Die Arbeit in den Working Groups verdeutlicht schließlich die große Bedeutung geordneter Datenerhebung samt dem dazugehörigen Forschungsdatenmanagement. Die methodischen Working Groups des SPP haben diesen Aspekt im Fokus. Im Rahmen der WG „Pottery“ wurden Vorschläge für eine afrikaweite Aufnahme von Keramikdaten erarbeitet, die in Kürze veröffentlicht werden. Botanische Daten werden für die Einspeisung in Noetoma und ArboDat 2018 in der WG „Data collection natural sciences“ gesammelt und harmonisiert. Zur Auswertung von Daten im SPP und in den Working Groups dient die WG „Network Analysis“ als Anlaufstelle für alle, die sich mit statistischer Darstellung von Daten zu Netzwerken beschäftigen.
Und schließlich zielt die Arbeit der WG „Data integration“ darauf ab, Forschungsdaten wie Bilder aber auch chronologische Phasen in die Webservices des Deutschen Archäologischen Instituts (DAI) einzuarbeiten. In enger Zusammenarbeit mit den Kolleg:innen der wissenschaftlichen Informationstechnologie in Berlin wird an der weiteren Verfeinerung dieser Systeme gearbeitet. Die über Entangled Africa eingespeisten neuen Daten sollen zum Ende der Förderphase des SPP mit einer speziellen Applikation, dem „Entangled Africa Data Explorer“, kontinentübergreifend abgefragt werden.
Einen spannenden Beitrag, hervorgehend aus der Arbeit am Webservice iDAI.chronontology, kam aus den Reihen der jungen Wissenschaftler:innen des SPP. Ausgehend von der im Arbeitsprozess entstandenen Frage, wie die Rolle der Herrscherinnen besser in der ägyptischen Chronologie abgebildet werden kann, soll perspektivisch ein genereller Ansatz ausgearbeitet werden, der dazu beitragen kann, die Sichtbarkeit von Frauen in den archäologischen und historischen Daten hervorzuheben. Um die projektübergreifende Forschung an diesem Thema besser zu koordinieren, wird eine neue WG gegründet.
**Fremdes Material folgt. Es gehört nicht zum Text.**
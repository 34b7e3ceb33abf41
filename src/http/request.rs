use std::collections::HashMap;

/// HTTP request methods.
///
/// `TRACE` and `CONNECT` parse successfully but are never dispatched to a
/// handler; the dispatcher answers them with 405 Method Not Allowed.
#[derive(Debug, Clone, Copy, PartialEq, Eq, Hash)]
pub enum Method {
    GET,
    POST,
    PUT,
    DELETE,
    HEAD,
    OPTIONS,
    PATCH,
    TRACE,
    CONNECT,
}

impl Method {
    /// Parses an HTTP method token (case-sensitive, per the wire format).
    ///
    /// # Example
    ///
    /// ```
    /// # use rampart::http::request::Method;
    /// assert_eq!(Method::from_str("GET"), Some(Method::GET));
    /// assert_eq!(Method::from_str("get"), None);
    /// ```
    pub fn from_str(s: &str) -> Option<Self> {
        match s {
            "GET" => Some(Method::GET),
            "POST" => Some(Method::POST),
            "PUT" => Some(Method::PUT),
            "DELETE" => Some(Method::DELETE),
            "HEAD" => Some(Method::HEAD),
            "OPTIONS" => Some(Method::OPTIONS),
            "PATCH" => Some(Method::PATCH),
            "TRACE" => Some(Method::TRACE),
            "CONNECT" => Some(Method::CONNECT),
            _ => None,
        }
    }

    pub fn as_str(&self) -> &'static str {
        match self {
            Method::GET => "GET",
            Method::POST => "POST",
            Method::PUT => "PUT",
            Method::DELETE => "DELETE",
            Method::HEAD => "HEAD",
            Method::OPTIONS => "OPTIONS",
            Method::PATCH => "PATCH",
            Method::TRACE => "TRACE",
            Method::CONNECT => "CONNECT",
        }
    }
}

/// A parsed HTTP request.
///
/// Built incrementally by the parser; `finished` flips once the full message
/// has been assembled, after which the request is never mutated again.
/// Header names are stored lowercased; repeated headers are joined with `;`.
#[derive(Debug, Clone)]
pub struct Request {
    pub request_line: String,
    pub method: Method,
    pub path: String,
    pub version: String,
    headers: HashMap<String, String>,
    params: HashMap<String, Vec<String>>,
    pub body: Vec<u8>,
    pub finished: bool,
    /// Set on the early yield for `Expect: 100-continue`; the snapshot
    /// handed to the worker carries it, the accumulating partial does not.
    pub expect_continue: bool,
    /// Free-form per-request scratch space for collaborating handlers.
    pub context: HashMap<String, String>,
}

impl Request {
    /// Creates a request from the pieces of its request line. The query
    /// string is split off the URI and decoded into multi-valued parameters.
    pub fn new(method: Method, uri: &str, version: &str) -> Self {
        let (path, query) = match uri.split_once('?') {
            Some((p, q)) => (p, q),
            None => (uri, ""),
        };
        Self {
            request_line: format!("{} {} {}", method.as_str(), uri, version),
            method,
            path: path.to_string(),
            version: version.to_string(),
            headers: HashMap::new(),
            params: parse_query(query),
            body: Vec::new(),
            finished: false,
            expect_continue: false,
            context: HashMap::new(),
        }
    }

    /// Retrieves a header value by name, case-insensitively.
    pub fn header(&self, name: &str) -> Option<&str> {
        self.headers.get(&name.to_ascii_lowercase()).map(|v| v.as_str())
    }

    pub fn headers(&self) -> &HashMap<String, String> {
        &self.headers
    }

    /// Appends a header value. A repeated header name concatenates with the
    /// previous value using `;` as separator.
    pub fn push_header(&mut self, name: &str, value: &str) {
        let name = name.to_ascii_lowercase();
        let value = value.trim();
        match self.headers.get_mut(&name) {
            Some(existing) => {
                existing.push(';');
                existing.push_str(value);
            }
            None => {
                self.headers.insert(name, value.to_string());
            }
        }
    }

    /// First value of a query parameter, if present.
    pub fn param(&self, name: &str) -> Option<&str> {
        self.params
            .get(name)
            .and_then(|values| values.first())
            .map(|v| v.as_str())
    }

    /// All values of a query parameter.
    pub fn param_values(&self, name: &str) -> Option<&Vec<String>> {
        self.params.get(name)
    }

    pub fn params(&self) -> &HashMap<String, Vec<String>> {
        &self.params
    }

    /// Parses the `Cookie` header per RFC 6265 section 5.4.
    pub fn cookies(&self) -> HashMap<String, String> {
        let mut cookies = HashMap::new();
        if let Some(header) = self.header("cookie") {
            for pair in header.split(';') {
                if let Some((name, value)) = pair.split_once('=') {
                    cookies.insert(name.trim().to_string(), value.trim().to_string());
                }
            }
        }
        cookies
    }

    /// Content-Length header value, or 0 when absent or unparsable.
    pub fn content_length(&self) -> usize {
        self.header("content-length")
            .and_then(|v| v.parse().ok())
            .unwrap_or(0)
    }

    pub fn is_chunked(&self) -> bool {
        self.header("transfer-encoding")
            .map(|v| v.contains("chunked"))
            .unwrap_or(false)
    }

    /// Whether the connection stays open after the response. An absent
    /// `Connection` header or `close` means the connection is closed; any
    /// other value keeps it alive.
    pub fn keep_alive(&self) -> bool {
        match self.header("connection") {
            None => false,
            Some(v) => !v.eq_ignore_ascii_case("close"),
        }
    }

    pub fn body_str(&self) -> std::borrow::Cow<'_, str> {
        String::from_utf8_lossy(&self.body)
    }
}

fn parse_query(query: &str) -> HashMap<String, Vec<String>> {
    let mut params: HashMap<String, Vec<String>> = HashMap::new();
    for (name, value) in url::form_urlencoded::parse(query.as_bytes()) {
        params.entry(name.into_owned()).or_default().push(value.into_owned());
    }
    params
}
Zum Abschluss der Tagung wurde das Konzept für die 2024 zu eröffnende deutsch-afrikanische Wanderausstellung unter dem Arbeitstitel „Planet Africa“ erstmals allen Mitgliedern des SPP vorgestellt. In diese werden die wissenschaftlichen Erkenntnisse des SPP maßgeblich einfließen und auf eine neuartige Weise der interessierten Öffentlichkeit in Deutschland und Afrika zugänglich gemacht. Das Konzept beinhaltet eine Vielzahl digitaler Medienprodukte und einen großen inhaltlichen Spielraum, der von den jeweiligen Ausstellungsorten/-ländern mit eigenem ortsspezifischen Content gefüllt werden kann. Den Rahmen bilden sechs variable Module, die Afrika aus unterschiedlichen archäologischen Perspektiven – von seiner einzigartigen Landschaft über die Menschwerdung bis hin zu den kontinentüberspannenden Netzwerken alter Kulturen – beschreiben.
Das verbindende Element dieser Module sind Illustrationen zu den archäologischen Erkenntnissen erstellt von afrikanischen Künstler:innen. Diese prägen auch das leitende Farbschema jedes Moduls. Mit dieser Verbindung aus Erkenntnissen zur Vergangenheit und künstlerischer Interpretation aus der Gegenwart erhält das Ausstellungskonzept eine einzigartige Authentizität.